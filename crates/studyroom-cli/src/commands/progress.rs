use clap::Subcommand;
use studyroom_core::storage::{daily_totals, Database, SubjectUpdate, DEFAULT_RECENT_DAYS};
use studyroom_core::{Config, ProgressStore};

use super::{print_json, resolve_user, CliResult};

#[derive(Subcommand)]
pub enum ProgressAction {
    /// Log a studied topic
    Add {
        /// Subject (e.g. "Physics")
        subject: String,
        /// Topic (e.g. "Kinematics")
        topic: String,
        /// Status label
        #[arg(long)]
        status: Option<String>,
    },
    /// Set topic counts for a subject; omitted counts keep their value
    Subject {
        /// Subject name
        name: String,
        /// Topics completed so far
        #[arg(long)]
        completed: Option<u32>,
        /// Topics in the subject (required the first time)
        #[arg(long)]
        total: Option<u32>,
    },
    /// List subject progress
    List {
        /// Output as JSON
        #[arg(long)]
        json: bool,
    },
    /// Records logged over the last few days
    Recent {
        /// Number of days to look back
        #[arg(long, default_value_t = DEFAULT_RECENT_DAYS)]
        days: u32,
        /// Output raw records as JSON
        #[arg(long)]
        json: bool,
    },
}

pub fn run(user: Option<String>, action: ProgressAction) -> CliResult {
    let config = Config::load()?;
    let user = resolve_user(user, &config)?;
    let store = ProgressStore::new(Database::open()?);

    match action {
        ProgressAction::Add {
            subject,
            topic,
            status,
        } => {
            let record = store.record(&user, &subject, &topic, status.as_deref())?;
            print_json(&record)?;
        }
        ProgressAction::Subject {
            name,
            completed,
            total,
        } => {
            let update = SubjectUpdate {
                topics_completed: completed,
                total_topics: total,
            };
            let progress = store.set_subject(&user, &name, update)?;
            print_json(&progress)?;
        }
        ProgressAction::List { json } => {
            let subjects = store.subjects(&user)?;
            if json {
                print_json(&subjects)?;
            } else if subjects.is_empty() {
                println!("No subjects yet.");
            } else {
                for s in &subjects {
                    println!(
                        "{:<24} {:>3}/{:<3} {:>5.1}%",
                        s.subject_name,
                        s.topics_completed,
                        s.total_topics,
                        s.percent()
                    );
                }
            }
        }
        ProgressAction::Recent { days, json } => {
            let records = store.recent(&user, days)?;
            if json {
                print_json(&records)?;
            } else if records.is_empty() {
                println!("Nothing logged in the last {days} days.");
            } else {
                for day in daily_totals(&records) {
                    println!("{}  {:<24} {}", day.date, day.subject, day.records);
                }
            }
        }
    }
    Ok(())
}
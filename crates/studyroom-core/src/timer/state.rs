use serde::{Deserialize, Serialize};

/// Minimum duration of either phase.
pub const MIN_DURATION_SECS: u32 = 60;
pub const DEFAULT_WORK_SECS: u32 = 25 * 60;
pub const DEFAULT_BREAK_SECS: u32 = 5 * 60;

#[derive(Debug, Clone, Copy, PartialEq, Eq, Hash, Serialize, Deserialize)]
#[serde(rename_all = "lowercase")]
pub enum Phase {
    Work,
    Break,
}

impl Phase {
    pub fn other(self) -> Self {
        match self {
            Phase::Work => Phase::Break,
            Phase::Break => Phase::Work,
        }
    }

    pub fn label(self) -> &'static str {
        match self {
            Phase::Work => "Work",
            Phase::Break => "Break",
        }
    }
}

/// The full timer record. It is the only source of truth for the countdown;
/// anything displayed is derived from it.
#[derive(Debug, Clone, Copy, PartialEq, Eq)]
pub struct TimerState {
    pub work_duration_secs: u32,
    pub break_duration_secs: u32,
    pub remaining_secs: u32,
    pub phase: Phase,
    pub running: bool,
}

impl Default for TimerState {
    fn default() -> Self {
        Self::with_durations(DEFAULT_WORK_SECS, DEFAULT_BREAK_SECS)
    }
}

impl TimerState {
    /// Idle at the start of a work phase.
    pub fn with_durations(work_duration_secs: u32, break_duration_secs: u32) -> Self {
        let work_duration_secs = work_duration_secs.max(MIN_DURATION_SECS);
        Self {
            work_duration_secs,
            break_duration_secs: break_duration_secs.max(MIN_DURATION_SECS),
            remaining_secs: work_duration_secs,
            phase: Phase::Work,
            running: false,
        }
    }

    pub fn duration_of(&self, phase: Phase) -> u32 {
        match phase {
            Phase::Work => self.work_duration_secs,
            Phase::Break => self.break_duration_secs,
        }
    }

    pub fn phase_duration(&self) -> u32 {
        self.duration_of(self.phase)
    }

    /// Restore the invariants after loading an arbitrary record.
    fn normalized(mut self) -> Self {
        self.work_duration_secs = self.work_duration_secs.max(MIN_DURATION_SECS);
        self.break_duration_secs = self.break_duration_secs.max(MIN_DURATION_SECS);
        self.remaining_secs = self.remaining_secs.min(self.phase_duration());
        self
    }
}

/// On-disk shape of [`TimerState`]: one flat object of scalars.
#[derive(Debug, Clone, Default, Serialize, Deserialize)]
#[serde(rename_all = "camelCase")]
pub struct PersistedTimer {
    #[serde(default)]
    pub work_duration: Option<u32>,
    #[serde(default)]
    pub break_duration: Option<u32>,
    #[serde(default)]
    pub time_left: Option<u32>,
    #[serde(default)]
    pub is_running: bool,
    #[serde(default)]
    pub on_break: bool,
}

impl From<&TimerState> for PersistedTimer {
    fn from(state: &TimerState) -> Self {
        Self {
            work_duration: Some(state.work_duration_secs),
            break_duration: Some(state.break_duration_secs),
            time_left: Some(state.remaining_secs),
            is_running: state.running,
            on_break: state.phase == Phase::Break,
        }
    }
}

impl PersistedTimer {
    /// Rebuild a state, filling gaps from `defaults`.
    ///
    /// A zero or missing duration takes the default; a missing `time_left`
    /// takes the restored phase's full duration.
    pub fn into_state(self, defaults: &TimerState) -> TimerState {
        let pick = |value: Option<u32>, fallback: u32| match value {
            Some(0) | None => fallback,
            Some(v) => v,
        };
        let work_duration_secs = pick(self.work_duration, defaults.work_duration_secs);
        let break_duration_secs = pick(self.break_duration, defaults.break_duration_secs);
        let phase = if self.on_break { Phase::Break } else { Phase::Work };
        let phase_duration = match phase {
            Phase::Work => work_duration_secs,
            Phase::Break => break_duration_secs,
        };
        TimerState {
            work_duration_secs,
            break_duration_secs,
            remaining_secs: self.time_left.unwrap_or(phase_duration),
            phase,
            running: self.is_running,
        }
        .normalized()
    }
}

/// `MM:SS`, minutes not wrapped at the hour.
pub fn format_mm_ss(seconds: u32) -> String {
    format!("{:02}:{:02}", seconds / 60, seconds % 60)
}
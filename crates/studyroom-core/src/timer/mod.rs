mod runner;
mod session;
mod state;

pub use runner::{TimerRunner, TICK_INTERVAL};
pub use session::{PhaseObserver, SessionTimer, TIMER_STATE_KEY};
pub use state::{
    format_mm_ss, Phase, PersistedTimer, TimerState, DEFAULT_BREAK_SECS, DEFAULT_WORK_SECS,
    MIN_DURATION_SECS,
};
//! Core error types for studyroom-core.
//!
//! Every fallible operation in the library returns [`CoreError`] (or one of
//! its more specific members). None of these are fatal: the timer and the
//! rollover scheduler contain them, log them, and keep going.

use std::path::PathBuf;
use thiserror::Error;

/// Core error type for studyroom-core.
#[derive(Error, Debug)]
pub enum CoreError {
    /// Storage-related errors
    #[error("Storage error: {0}")]
    Store(#[from] StoreError),

    /// Configuration-related errors
    #[error("Configuration error: {0}")]
    Config(#[from] ConfigError),

    /// Validation errors
    #[error("Validation error: {0}")]
    Validation(#[from] ValidationError),

    /// Sound or platform notification failures
    #[error("Notification error: {0}")]
    Notify(#[from] NotifyError),

}

/// Storage-specific errors.
#[derive(Error, Debug)]
pub enum StoreError {
    /// Failed to open database connection
    #[error("Failed to open database at {path}: {source}")]
    OpenFailed {
        path: PathBuf,
        #[source]
        source: rusqlite::Error,
    },

    /// Query execution failed
    #[error("Query failed: {0}")]
    QueryFailed(String),

    /// Database is locked
    #[error("Database is locked")]
    Locked,

    /// The store handle was poisoned by a panicking writer
    #[error("Store unavailable: {0}")]
    Unavailable(String),

    /// Row addressed by id does not exist for this user
    #[error("No checklist item '{id}'")]
    NotFound { id: String },
}

/// Configuration-specific errors.
#[derive(Error, Debug)]
pub enum ConfigError {
    /// Failed to load configuration
    #[error("Failed to load configuration from {path}: {message}")]
    LoadFailed { path: PathBuf, message: String },

    /// Failed to save configuration
    #[error("Failed to save configuration to {path}: {message}")]
    SaveFailed { path: PathBuf, message: String },

    /// Invalid configuration value
    #[error("Invalid configuration value for '{key}': {message}")]
    InvalidValue { key: String, message: String },

    /// Unknown configuration key
    #[error("Unknown configuration key: {0}")]
    UnknownKey(String),

    /// Could not determine where configuration lives
    #[error("Cannot resolve data directory: {0}")]
    NoDataDir(String),
}

/// Validation errors.
#[derive(Error, Debug)]
pub enum ValidationError {
    /// Empty input
    #[error("'{0}' must not be empty")]
    Empty(String),

    /// Invalid value
    #[error("Invalid value for '{field}': {message}")]
    InvalidValue { field: String, message: String },
}

/// Sound playback and platform notification errors.
#[derive(Error, Debug, Clone, PartialEq, Eq)]
pub enum NotifyError {
    /// Notifications were not granted by the user
    #[error("Notification permission not granted")]
    PermissionDenied,

    /// Sound playback failed or was blocked
    #[error("Sound playback failed: {0}")]
    PlaybackFailed(String),
}

impl From<rusqlite::Error> for StoreError {
    fn from(err: rusqlite::Error) -> Self {
        match &err {
            rusqlite::Error::SqliteFailure(e, _msg) => {
                if e.code == rusqlite::ErrorCode::DatabaseLocked
                    || e.code == rusqlite::ErrorCode::DatabaseBusy
                {
                    StoreError::Locked
                } else {
                    StoreError::QueryFailed(err.to_string())
                }
            }
            _ => StoreError::QueryFailed(err.to_string()),
        }
    }
}

impl From<rusqlite::Error> for CoreError {
    fn from(err: rusqlite::Error) -> Self {
        CoreError::Store(err.into())
    }
}

/// Result type alias for CoreError
pub type Result<T, E = CoreError> = std::result::Result<T, E>;

#[cfg(test)]
mod tests {
    use super::*;

    #[test]
    fn sqlite_busy_maps_to_locked() {
        let err = rusqlite::Error::SqliteFailure(
            rusqlite::ffi::Error::new(rusqlite::ffi::SQLITE_BUSY),
            None,
        );
        assert!(matches!(StoreError::from(err), StoreError::Locked));
    }

    #[test]
    fn other_sqlite_errors_are_query_failures() {
        let err = rusqlite::Error::QueryReturnedNoRows;
        assert!(matches!(StoreError::from(err), StoreError::QueryFailed(_)));
    }

    #[test]
    fn nested_errors_render_with_prefix() {
        let err = CoreError::from(NotifyError::PermissionDenied);
        assert_eq!(
            err.to_string(),
            "Notification error: Notification permission not granted"
        );
    }
}
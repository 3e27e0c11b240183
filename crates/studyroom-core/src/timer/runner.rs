//! One-second tick source for [`SessionTimer`].
//!
//! The timer lives behind a mutex shared with a spawned tokio task. Each tick
//! runs entirely under that lock, so ticks never overlap and a `pause()` or
//! `reset()` that has returned can never be followed by a stale tick: the
//! ticker re-checks `running` after taking the lock and exits if it is off.

use std::sync::{Arc, Mutex, MutexGuard, PoisonError};
use std::time::Duration;

use tokio::sync::broadcast;
use tokio::task::JoinHandle;
use tokio::time::{self, Instant, MissedTickBehavior};
use tracing::debug;

use super::session::SessionTimer;
use super::state::TimerState;
use crate::events::Event;
use crate::notify::Notifier;
use crate::storage::KvStore;

pub const TICK_INTERVAL: Duration = Duration::from_secs(1);

type Shared<S, N> = Arc<Mutex<SessionTimer<S, N>>>;

fn lock<S, N>(timer: &Mutex<SessionTimer<S, N>>) -> MutexGuard<'_, SessionTimer<S, N>> {
    timer.lock().unwrap_or_else(PoisonError::into_inner)
}

/// Owns a [`SessionTimer`] and keeps a ticker alive exactly while it runs.
///
/// Must be created and driven from inside a tokio runtime.
pub struct TimerRunner<S, N> {
    timer: Shared<S, N>,
    ticker: Option<JoinHandle<()>>,
    events: broadcast::Sender<Event>,
}

impl<S, N> TimerRunner<S, N>
where
    S: KvStore + 'static,
    N: Notifier + 'static,
{
    /// Wrap `timer`. A timer restored in the running state starts ticking
    /// immediately.
    pub fn new(timer: SessionTimer<S, N>) -> Self {
        let (events, _) = broadcast::channel(64);
        let running = timer.is_running();
        let mut runner = Self {
            timer: Arc::new(Mutex::new(timer)),
            ticker: None,
            events,
        };
        if running {
            debug!("resuming restored timer");
            runner.spawn_ticker();
        }
        runner
    }

    /// Events produced by ticks (phase ends). Commands return theirs directly.
    pub fn subscribe(&self) -> broadcast::Receiver<Event> {
        self.events.subscribe()
    }

    pub fn state(&self) -> TimerState {
        *lock(&self.timer).state()
    }

    pub fn snapshot(&self) -> Event {
        lock(&self.timer).snapshot()
    }

    pub fn is_ticking(&self) -> bool {
        self.ticker.as_ref().is_some_and(|h| !h.is_finished())
    }

    /// Start the timer. A timer that is already running but has no ticker
    /// (after [`Self::shutdown`]) gets its ticker back.
    pub fn start(&mut self) -> Option<Event> {
        let (event, running) = {
            let mut timer = lock(&self.timer);
            (timer.start(), timer.is_running())
        };
        if running && !self.is_ticking() {
            self.spawn_ticker();
        }
        event
    }

    pub fn pause(&mut self) -> Option<Event> {
        let event = lock(&self.timer).pause();
        self.cancel_ticker();
        event
    }

    pub fn toggle(&mut self) -> Option<Event> {
        if lock(&self.timer).is_running() {
            self.pause()
        } else {
            self.start()
        }
    }

    pub fn reset(&mut self) -> Option<Event> {
        let event = lock(&self.timer).reset();
        self.cancel_ticker();
        event
    }

    pub fn set_work_duration(&mut self, minutes: i64) -> Option<Event> {
        lock(&self.timer).set_work_duration(minutes)
    }

    pub fn set_break_duration(&mut self, minutes: i64) -> Option<Event> {
        lock(&self.timer).set_break_duration(minutes)
    }

    /// Stop ticking without touching the timer state. The persisted record
    /// keeps `running` so the next runner resumes it.
    pub fn shutdown(&mut self) {
        self.cancel_ticker();
    }

    fn spawn_ticker(&mut self) {
        self.cancel_ticker();

        let timer = self.timer.clone();
        let events = self.events.clone();
        let handle = tokio::spawn(async move {
            let mut interval = time::interval_at(Instant::now() + TICK_INTERVAL, TICK_INTERVAL);
            interval.set_missed_tick_behavior(MissedTickBehavior::Skip);
            loop {
                interval.tick().await;
                let event = {
                    let mut guard = lock(&timer);
                    if !guard.is_running() {
                        break;
                    }
                    guard.tick()
                };
                if let Some(event) = event {
                    let _ = events.send(event);
                }
            }
            debug!("ticker stopped");
        });
        self.ticker = Some(handle);
    }

    fn cancel_ticker(&mut self) {
        if let Some(handle) = self.ticker.take() {
            handle.abort();
        }
    }
}

impl<S, N> Drop for TimerRunner<S, N> {
    fn drop(&mut self) {
        if let Some(handle) = self.ticker.take() {
            handle.abort();
        }
    }
}
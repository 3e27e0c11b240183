//! SQLite-backed storage.
//!
//! Provides persistent storage for:
//! - Key-value application state (the timer record lives here)
//! - Daily checklist items, per user and per local day
//! - Timestamped progress records and per-subject topic counts

use std::path::Path;
use std::time::Duration;

use chrono::{DateTime, NaiveDate, SecondsFormat, Utc};
use rusqlite::{params, Connection, OptionalExtension};

use super::checklist::ChecklistItem;
use super::progress::{ProgressRecord, SubjectProgress};
use super::{data_dir, KvStore};
use crate::error::{CoreError, StoreError};

const DAY_FORMAT: &str = "%Y-%m-%d";

/// SQLite database for timer state and checklist items.
pub struct Database {
    conn: Connection,
}
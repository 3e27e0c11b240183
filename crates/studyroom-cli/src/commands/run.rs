//! `studyroom run`: the timer and the midnight rollover in one process.

use std::sync::Arc;

use clap::Args;
use studyroom_core::storage::Database;
use studyroom_core::{ChecklistStore, Config, DailyRolloverScheduler, Event, SystemClock, TimerRunner};
use tokio::sync::broadcast::error::RecvError;
use tracing::{info, warn};

use super::checklist::print_list;
use super::timer::report;
use super::{open_timer, resolve_user, runtime, CliResult};

#[derive(Args)]
pub struct RunArgs {
    /// Checklist owner (defaults to checklist.user_id from config)
    #[arg(long)]
    user: Option<String>,
    /// Restore the timer without starting it
    #[arg(long)]
    paused: bool,
}

pub fn run(args: RunArgs) -> CliResult {
    let config = Config::load()?;
    let auto_clear = config.checklist.auto_clear;
    let mut timer = open_timer(&config)?;

    // Without a user the timer still runs; the checklist side stays off.
    let user = resolve_user(args.user, &config).ok();
    let paused = args.paused;
    let checklist = match &user {
        Some(_) => Some(Arc::new(ChecklistStore::new(Database::open()?))),
        None => None,
    };

    if let (Some(store), Some(user)) = (checklist.clone(), user.clone()) {
        timer.set_observer(move |work_ended| {
            if !work_ended {
                return;
            }
            eprintln!("\nWork session done. Anything to tick off?");
            match store.today_items(&user) {
                Ok(items) => print_list(&items),
                Err(e) => warn!(error = %e, "could not load checklist"),
            }
        });
    }

    runtime()?.block_on(async move {
        let mut runner = TimerRunner::new(timer);
        if !paused {
            runner.start();
        }

        let mut scheduler = checklist.map(|store| DailyRolloverScheduler::new(store, SystemClock));
        let mut rollovers = match scheduler.as_mut() {
            Some(scheduler) if auto_clear => {
                let events = scheduler.subscribe();
                scheduler.set_identity(user.as_deref());
                Some(events)
            }
            _ => {
                info!("midnight auto-clear off");
                None
            }
        };

        let mut ticks = runner.subscribe();
        let mut status = tokio::time::interval(std::time::Duration::from_secs(1));
        let shutdown = tokio::signal::ctrl_c();
        tokio::pin!(shutdown);

        loop {
            tokio::select! {
                _ = &mut shutdown => break,
                _ = status.tick() => super::timer::status_line(&runner),
                received = ticks.recv() => match received {
                    Ok(event) => report(&event)?,
                    Err(RecvError::Lagged(skipped)) => warn!(skipped, "timer events dropped"),
                    Err(RecvError::Closed) => break,
                },
                received = next_rollover(&mut rollovers) => match received {
                    Ok(event) => report(&event)?,
                    Err(RecvError::Lagged(skipped)) => warn!(skipped, "rollover events dropped"),
                    Err(RecvError::Closed) => break,
                },
            }
        }

        if let Some(scheduler) = scheduler.as_mut() {
            scheduler.teardown();
        }
        eprintln!();
        runner.pause();
        report(&runner.snapshot())?;
        Ok(())
    })
}

async fn next_rollover(
    events: &mut Option<tokio::sync::broadcast::Receiver<Event>>,
) -> Result<Event, RecvError> {
    match events {
        Some(events) => events.recv().await,
        None => std::future::pending().await,
    }
}
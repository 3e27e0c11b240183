//! # Studyroom Core Library
//!
//! Core logic behind the Studyroom study tracker: a work/break session timer
//! that survives restarts, a daily rollover that clears completed checklist
//! items at local midnight, and a log of study progress per subject. The `studyroom` CLI is a thin layer over
//! this crate.
//!
//! ## Architecture
//!
//! - **Session timer**: a tick-driven Work/Break state machine that writes its
//!   full state to a key-value store on every change
//! - **Timer runner**: tokio task delivering one tick per second while the
//!   timer runs
//! - **Daily rollover**: self-rearming midnight task, cancelled on teardown
//!   or identity change
//! - **Storage**: SQLite key-value, checklist and progress tables, TOML
//!   configuration
//!
//! ## Key Components
//!
//! - [`SessionTimer`]: timer state machine
//! - [`TimerRunner`]: one-second tick source
//! - [`DailyRolloverScheduler`]: midnight auto-clear
//! - [`Database`] / [`ChecklistStore`] / [`ProgressStore`]: persistence
//! - [`Config`]: application configuration

pub mod clock;
pub mod error;
pub mod events;
pub mod notify;
pub mod rollover;
pub mod storage;
pub mod timer;

pub use clock::{AnchoredClock, Clock, SystemClock};
pub use error::{ConfigError, CoreError, NotifyError, StoreError, ValidationError};
pub use events::Event;
pub use notify::{Notifier, Permission, SilentNotifier};
pub use rollover::{DailyRolloverScheduler, RolloverHandle, RolloverTarget};
pub use storage::{
    ChecklistItem, ChecklistStore, ChecklistSummary, Config, Database, KvStore, MemoryStore, ProgressRecord,
    ProgressStore, SubjectProgress,
};
pub use timer::{Phase, SessionTimer, TimerRunner, TimerState};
+--
■ PROMPT: Scan the data, and report each line that uses the word "QueryFailed".

■ RESPONSE BOX:
    QueryFailed(String),
                    StoreError::QueryFailed(err.to_string())
            _ => StoreError::QueryFailed(err.to_string()),
        assert!(matches!(StoreError::from(err), StoreError::QueryFailed(_)));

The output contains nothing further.